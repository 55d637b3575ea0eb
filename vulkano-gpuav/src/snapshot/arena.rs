/// A growable linear allocator of `u32` words, holding the binding snapshots of one recording.
///
/// Allocations never fail: when the arena is full, its storage grows to at least twice its
/// previous size. Offsets that were handed out stay valid until the arena is reset.
#[derive(Clone, Debug)]
pub struct SnapshotArena {
    words: Vec<u32>,
    initial_words: usize,
}

impl SnapshotArena {
    /// Creates an arena with room for `initial_words` words before it needs to grow.
    pub fn new(initial_words: u32) -> Self {
        let initial_words = initial_words as usize;

        Self {
            words: Vec::with_capacity(initial_words),
            initial_words,
        }
    }

    /// Forgets all allocations. The storage is kept.
    #[inline]
    pub fn reset(&mut self) {
        self.words.clear();
    }

    /// Returns the number of words that are allocated.
    #[inline]
    pub fn len(&self) -> usize {
        self.words.len()
    }

    /// Returns whether nothing is allocated.
    #[inline]
    pub fn is_empty(&self) -> bool {
        self.words.is_empty()
    }

    /// Returns the number of words that can be allocated before the arena grows.
    #[inline]
    pub fn capacity(&self) -> usize {
        self.words.capacity()
    }

    /// Allocates `len` zeroed words, and returns the offset of the first one.
    pub fn alloc(&mut self, len: usize) -> u32 {
        let offset = self.words.len();
        let end = offset + len;

        if end > self.words.capacity() {
            let new_capacity = end
                .max(self.words.capacity() * 2)
                .max(self.initial_words);
            tracing::debug!(
                old_capacity = self.words.capacity(),
                new_capacity,
                "growing binding snapshot arena",
            );
            self.words.reserve_exact(new_capacity - offset);
        }

        self.words.resize(end, 0);

        offset as u32
    }

    /// Returns the allocated words.
    #[inline]
    pub fn words(&self) -> &[u32] {
        &self.words
    }

    /// Returns the allocated words.
    #[inline]
    pub fn words_mut(&mut self) -> &mut [u32] {
        &mut self.words
    }
}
◆ ◆ ◆ ◆ ◆ ◆ ◆
**WHAT IS EXPECTED**:
Going through the listing above, tally the lines that contain the word "allocated" and report the total alone.

**WRITTEN RESPONSE**:
5